Sin duda Jiménez destaca por su papel de creador de una nueva escuela de clínica médica, con grandes deudas a los clínicos franceses, pero también con la capacidad crítica para disentir de ellos y preguntarse y plantear las diferencias que existían entre las formas de enfermar en el viejo continente comparadas con las presentes en nuestro país.

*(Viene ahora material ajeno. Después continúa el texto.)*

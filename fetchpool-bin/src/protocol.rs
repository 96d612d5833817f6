//! The line-based command protocol.
//!
//! Requests are single lines: a case-insensitive verb followed by optional
//! whitespace-separated arguments. Responses are single newline-terminated
//! lines.

/// A recognized command verb.
#[derive(Debug, Clone, Copy, PartialEq, Eq)]
pub(crate) enum Command {
    Ping,
    Shutdown,
    /// Anything else, including an empty line
    Unknown,
}

/// A parsed request line.
#[derive(Debug, Clone, PartialEq, Eq)]
pub(crate) struct Request {
    pub(crate) command: Command,
    /// Arguments after the verb; no current command uses them
    pub(crate) args: Vec<String>,
}

/// Parse one request line. Never fails: unrecognized input becomes
/// [`Command::Unknown`].
pub(crate) fn parse_line(line: &str) -> Request {
    let mut parts = line.split_whitespace();
    let command = match parts.next() {
        Some(verb) => match verb.to_ascii_uppercase().as_str() {
            "PING" => Command::Ping,
            "SHUTDOWN" => Command::Shutdown,
            _ => Command::Unknown,
        },
        None => Command::Unknown,
    };
    Request {
        command,
        args: parts.map(str::to_string).collect(),
    }
}

pub(crate) const PONG: &str = "PONG\n";
pub(crate) const BYE: &str = "BYE\n";
pub(crate) const ERR_UNKNOWN: &str = "ERR unknown command\n";
pub(crate) const ERR_RATE_LIMITED: &str = "ERR rate limited\n";
pub(crate) const ERR_LINE_TOO_LONG: &str = "ERR line too long\n";

#[cfg(test)]
mod tests {
    use super::*;

    #[test]
    fn test_parse_verb_is_case_insensitive() {
        assert_eq!(parse_line("PING").command, Command::Ping);
        assert_eq!(parse_line("ping").command, Command::Ping);
        assert_eq!(parse_line("  Shutdown  ").command, Command::Shutdown);
    }

    #[test]
    fn test_parse_collects_arguments() {
        let request = parse_line("PING one two");
        assert_eq!(request.command, Command::Ping);
        assert_eq!(request.args, vec!["one", "two"]);
    }

    #[test]
    fn test_parse_empty_and_garbage_lines() {
        assert_eq!(parse_line("").command, Command::Unknown);
        assert_eq!(parse_line("   ").command, Command::Unknown);
        assert_eq!(parse_line("FROBNICATE").command, Command::Unknown);
    }
}
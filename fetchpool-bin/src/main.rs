//! The `fetchpool` binary is a thin wrapper around `fetchpool-lib`.
//!
//! Fetch a batch of URLs and print latency statistics:
//!
//! ```sh
//! fetchpool fetch https://example.com https://example.org
//! fetchpool fetch --urls-file urls.txt --max-concurrency 20 --host-concurrency 4
//! ```
//!
//! Run the line-based command server (`PING`/`SHUTDOWN` over TCP):
//!
//! ```sh
//! fetchpool serve --port 5555
//! ```
//!
//! Log verbosity is controlled through `RUST_LOG`.
#![warn(clippy::all, clippy::pedantic)]

use std::process::ExitCode;

use anyhow::Result;
use clap::Parser;

mod commands;
mod options;
mod protocol;

use options::{Command, Opts};

#[tokio::main]
async fn main() -> Result<ExitCode> {
    env_logger::Builder::from_env(env_logger::Env::default().default_filter_or("info")).init();

    let opts = Opts::parse();
    match opts.command {
        Command::Fetch(args) => commands::fetch(&args).await,
        Command::Serve(args) => {
            commands::serve(&args).await?;
            Ok(ExitCode::SUCCESS)
        }
    }
}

Por lo regular la prosapia responde a una genealogía, y en el caso de Jiménez ésta nos conduce directamente a Manuel Carpio, otro extraordinario personaje que fuera su profesor de Fisiología. Carpio era ya un clínico moderno y a él había correspondido ser el mayor impulsor de la introducción del estetoscopio en la medicina mexicana. Jiménez aprendió de él a escuchar los ruidos del tórax y a interpretarlos en función de las alteraciones que pudieran tener los órganos y los modificaran. Con Carpio aprendió a valorar y a conocer la inmensa aportación de Laennec, el inventor de la auscultación y también el gran artífice de la semiología auscultatoria, muerto desde 1826, o sea diez años antes de que Jiménez estudiara su obra. No cabe duda de que entonces la renovación del conocimiento médico y la innovación de la tecnología accesible iban a un ritmo mucho más tranquilo que el nuestro; pensemos el hecho de que cien años después de muerto Laennec, Ignacio Chávez afirmaba en el Hospital General de México que todo el instrumental del cardiólogo se limitaba al estetoscopio y a la toalla clínica, el trapo que separaba al médico de su enfermo. Con buena razón ha señalado Fernando Martínez Cortés que entonces la medicina se limitaba a la clínica.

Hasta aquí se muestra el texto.